Pour mettre un pied sur le marché ultra-saturé de la restauration rapide, toujours en pénurie de main-d'oeuvre après la pandémie de Covid, Café Joyeux a recruté une directrice et des encadrants américains sans handicap pour s'occuper de "14 équipiers en situation de handicap avec des troubles autistiques, cognitifs et avec trisomie 21".

A l'instar de Peter Anderson, "serveur, plongeur et barista" d'une vingtaine d'années qui déplore que, "dans beaucoup d'endroits, il n'y (ait) pas d'emploi pour des personnes avec ce genre de handicap".

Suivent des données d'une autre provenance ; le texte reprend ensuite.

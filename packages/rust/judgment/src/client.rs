//! The judgment capability: text prompt in, free-text verdict out.

use async_trait::async_trait;
use serde::{Deserialize, Serialize};
use serde_json::Value;

use bitfunnel_shared::{FunnelError, Result, StageSettings};

use crate::parser::extract_structured;

/// The structured value a caller expects back.
#[derive(Debug, Clone, Copy, PartialEq, Eq, Hash, Serialize, Deserialize)]
#[serde(rename_all = "snake_case")]
pub enum ResponseShape {
    Object,
    Array,
}

impl ResponseShape {
    /// Instruction appended to the system message.
    pub fn instruction(&self) -> &'static str {
        match self {
            Self::Object => "Respond with a single JSON object and nothing else.",
            Self::Array => "Respond with a single JSON array and nothing else.",
        }
    }

    /// Whether `value` has this shape.
    pub fn matches(&self, value: &Value) -> bool {
        match self {
            Self::Object => value.is_object(),
            Self::Array => value.is_array(),
        }
    }
}

/// One call to the judgment service.
#[derive(Debug, Clone, PartialEq, Serialize)]
pub struct JudgmentRequest {
    /// Role instruction for the judgment.
    pub system: String,
    pub prompt: String,
    pub shape: ResponseShape,
    /// Overrides the client's default model.
    #[serde(skip_serializing_if = "Option::is_none")]
    pub model: Option<String>,
    pub temperature: f32,
    pub max_tokens: u32,
    /// Whether a cache may answer this request from an earlier reply.
    #[serde(skip)]
    pub cacheable: bool,
}

impl JudgmentRequest {
    /// Build a request using a stage's sampling settings.
    pub fn new(
        system: impl Into<String>,
        prompt: impl Into<String>,
        shape: ResponseShape,
        settings: &StageSettings,
    ) -> Self {
        Self {
            system: system.into(),
            prompt: prompt.into(),
            shape,
            model: settings.model.clone(),
            temperature: settings.temperature,
            max_tokens: settings.max_tokens,
            cacheable: true,
        }
    }

    /// Require a fresh reply even when an identical request was answered before.
    pub fn uncached(mut self) -> Self {
        self.cacheable = false;
        self
    }
}

/// Raw reply from the judgment service.
#[derive(Debug, Clone, PartialEq, Serialize, Deserialize)]
pub struct JudgmentReply {
    pub text: String,
    pub model: String,
    pub tokens_in: u64,
    pub tokens_out: u64,
    pub latency_ms: u64,
    /// Served from the in-memory cache.
    #[serde(default)]
    pub cached: bool,
}

/// Text-in, structured-out oracle used by every stage.
#[async_trait]
pub trait JudgmentClient: Send + Sync {
    /// Submit a prompt. Fails with [`FunnelError::Transport`] when the call
    /// does not complete.
    async fn submit(&self, request: &JudgmentRequest) -> Result<JudgmentReply>;

    fn provider_name(&self) -> &'static str;
}

/// Submit a request and extract the structured value from the reply.
///
/// Fails with [`FunnelError::Parse`] when the reply holds no parseable value
/// or the value does not have the requested shape.
pub async fn submit_structured(
    client: &dyn JudgmentClient,
    request: &JudgmentRequest,
) -> Result<Value> {
    let reply = client.submit(request).await?;
    let preview = || reply.text.chars().take(200).collect::<String>();
    let value = extract_structured(&reply.text).ok_or_else(|| {
        FunnelError::parse(format!("no structured value in reply: {}", preview()))
    })?;
    if !request.shape.matches(&value) {
        return Err(FunnelError::parse(format!(
            "expected a JSON {:?}, got: {}",
            request.shape,
            preview()
        )));
    }
    Ok(value)
}

#[cfg(test)]
mod tests {
    use super::*;

    struct FixedReply(&'static str);

    #[async_trait]
    impl JudgmentClient for FixedReply {
        async fn submit(&self, _request: &JudgmentRequest) -> Result<JudgmentReply> {
            Ok(JudgmentReply {
                text: self.0.to_string(),
                model: "fixed".into(),
                tokens_in: 0,
                tokens_out: 0,
                latency_ms: 0,
                cached: false,
            })
        }

        fn provider_name(&self) -> &'static str {
            "fixed"
        }
    }

    fn request() -> JudgmentRequest {
        JudgmentRequest::new(
            "judge",
            "score this",
            ResponseShape::Object,
            &StageSettings {
                model: Some("m".into()),
                temperature: 0.3,
                max_tokens: 100,
            },
        )
    }

    #[test]
    fn request_takes_stage_settings() {
        let req = request();
        assert_eq!(req.model.as_deref(), Some("m"));
        assert_eq!(req.max_tokens, 100);
        assert!(req.cacheable);
        assert!(!req.uncached().cacheable);
    }

    #[test]
    fn shape_matching() {
        assert!(ResponseShape::Array.matches(&serde_json::json!([1])));
        assert!(!ResponseShape::Array.matches(&serde_json::json!({"a": 1})));
        assert!(ResponseShape::Object.instruction().contains("object"));
    }

    #[tokio::test]
    async fn structured_submit_extracts_value() {
        let client = FixedReply("Sure! {\"score\": 7}");
        let value = submit_structured(&client, &request()).await.unwrap();
        assert_eq!(value["score"], 7);
    }

    #[tokio::test]
    async fn structured_submit_reports_parse_error() {
        let client = FixedReply("I cannot help with that.");
        let err = submit_structured(&client, &request()).await.unwrap_err();
        assert!(matches!(err, FunnelError::Parse { .. }));
    }

    #[tokio::test]
    async fn structured_submit_rejects_wrong_shape() {
        let client = FixedReply("[{\"score\": 7}]");
        let err = submit_structured(&client, &request()).await.unwrap_err();
        assert!(err.to_string().contains("expected a JSON Object"));
    }
}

Pourtant, "nous avons les mêmes droits qu'une autre personne qui travaille", souligne-t-il.

- 80% exclus de l'emploi -

Selon des statistiques officielles, les Etats-Unis comptent sept millions d'adultes avec des handicaps mentaux et cognitifs. Quelque 80% d'entre eux sont exclus du marché du travail.

"C'est très dur pour nous de trouver un job, même en étant qualifiés voire surqualifiés. Il suffit de dire +je suis autiste ou trisomique+ pour ne pas être recruté. Nous sommes considérés comme un poids et c'est injuste", témoigne auprès de l'AFP Rachel Barcellona, jeune autiste, titulaire d'un diplôme universitaire et Miss Floride.

Pour Yann Bucaille-Lanrezac, ses nouveaux employés new-yorkais "ont le temps de progresser, de démontrer qu'au coeur d'une ville avec une clientèle très exigeante et très pressée, ils peuvent créer de la valeur et apporter un produit et un service de grande qualité".

De quoi ravir la cliente Giovana Mullins.

Cette trentenaire travaillant dans le milieu du handicap se plaint du service de mauvaise qualité de chaînes américaines de cafés à tous les coins de rue à New York. "Même sans savoir ce qu'est ce café (joyeux), on sent l'énergie et la joie qui s'en dégagent", s'enthousiasme-t-elle.